» **TASK PROMPT**:
Filter the records below down to lines containing "anyhow".

[Start of section]

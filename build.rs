use anyhow::{Context, Result};
use chrono::TimeZone;
use std::env;
use std::fs;
use std::process::Command;
use vergen_gitcl::{Emitter, GitclBuilder};

fn main() -> Result<()> {
    let gitcl = GitclBuilder::default()
        .describe(true, true, Some("[0-9]*"))
        .build()?;

    let gitcl_res = Emitter::default()
        .idempotent()
        .fail_on_error()
        .add_instructions(&gitcl)
        .and_then(|emitter| emitter.emit());

    if let Err(e) = gitcl_res {
        eprintln!("error occurred while generating instructions: {e:?}");
        Emitter::default().idempotent().fail_on_error().emit()?;
    }

    // Reproducible builds pin the timestamp through SOURCE_DATE_EPOCH
    let now = match env::var("SOURCE_DATE_EPOCH") {
        Ok(val) => {
            let secs = val.parse::<i64>().context("invalid SOURCE_DATE_EPOCH")?;
            chrono::Utc
                .timestamp_opt(secs, 0)
                .single()
                .context("SOURCE_DATE_EPOCH out of range")?
        }
        Err(_) => chrono::Utc::now(),
    };

    println!(
        "cargo:rustc-env=BUILD_TIMESTAMP={}",
        now.format("%Y-%m-%d %H:%M:%S UTC")
    );

    let eac3_version = eac3_version_from_metadata()
        .or_else(|_| eac3_version_from_manifest())
        .unwrap_or_else(|_| "unknown".to_string());
    println!("cargo:rustc-env=EAC3_VERSION={eac3_version}");

    println!("cargo:rerun-if-changed=eac3/Cargo.toml");

    Ok(())
}

/// Looks the library up in `cargo metadata`, covering both path and registry dependencies.
fn eac3_version_from_metadata() -> Result<String> {
    let output = Command::new("cargo")
        .args(["metadata", "--format-version", "1"])
        .output()?;

    if !output.status.success() {
        anyhow::bail!("cargo metadata failed");
    }

    let metadata: serde_json::Value = serde_json::from_slice(&output.stdout)?;

    let version = metadata["packages"]
        .as_array()
        .into_iter()
        .flatten()
        .find(|package| package["name"].as_str() == Some("eac3"))
        .and_then(|package| package["version"].as_str());

    match version {
        Some(version) => Ok(version.to_string()),
        None => anyhow::bail!("eac3 package not found in metadata"),
    }
}

fn eac3_version_from_manifest() -> Result<String> {
    let manifest = fs::read_to_string("eac3/Cargo.toml")?;

    manifest
        .lines()
        .map(str::trim)
        .filter(|line| line.starts_with("version"))
        .find_map(|line| line.split_once('='))
        .map(|(_, value)| value.trim().trim_matches('"').to_string())
        .context("could not find version in eac3/Cargo.toml")
}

[End of section]

» **RESPONSE BOX**:
use anyhow::{Context, Result};
        anyhow::bail!("cargo metadata failed");
        None => anyhow::bail!("eac3 package not found in metadata"),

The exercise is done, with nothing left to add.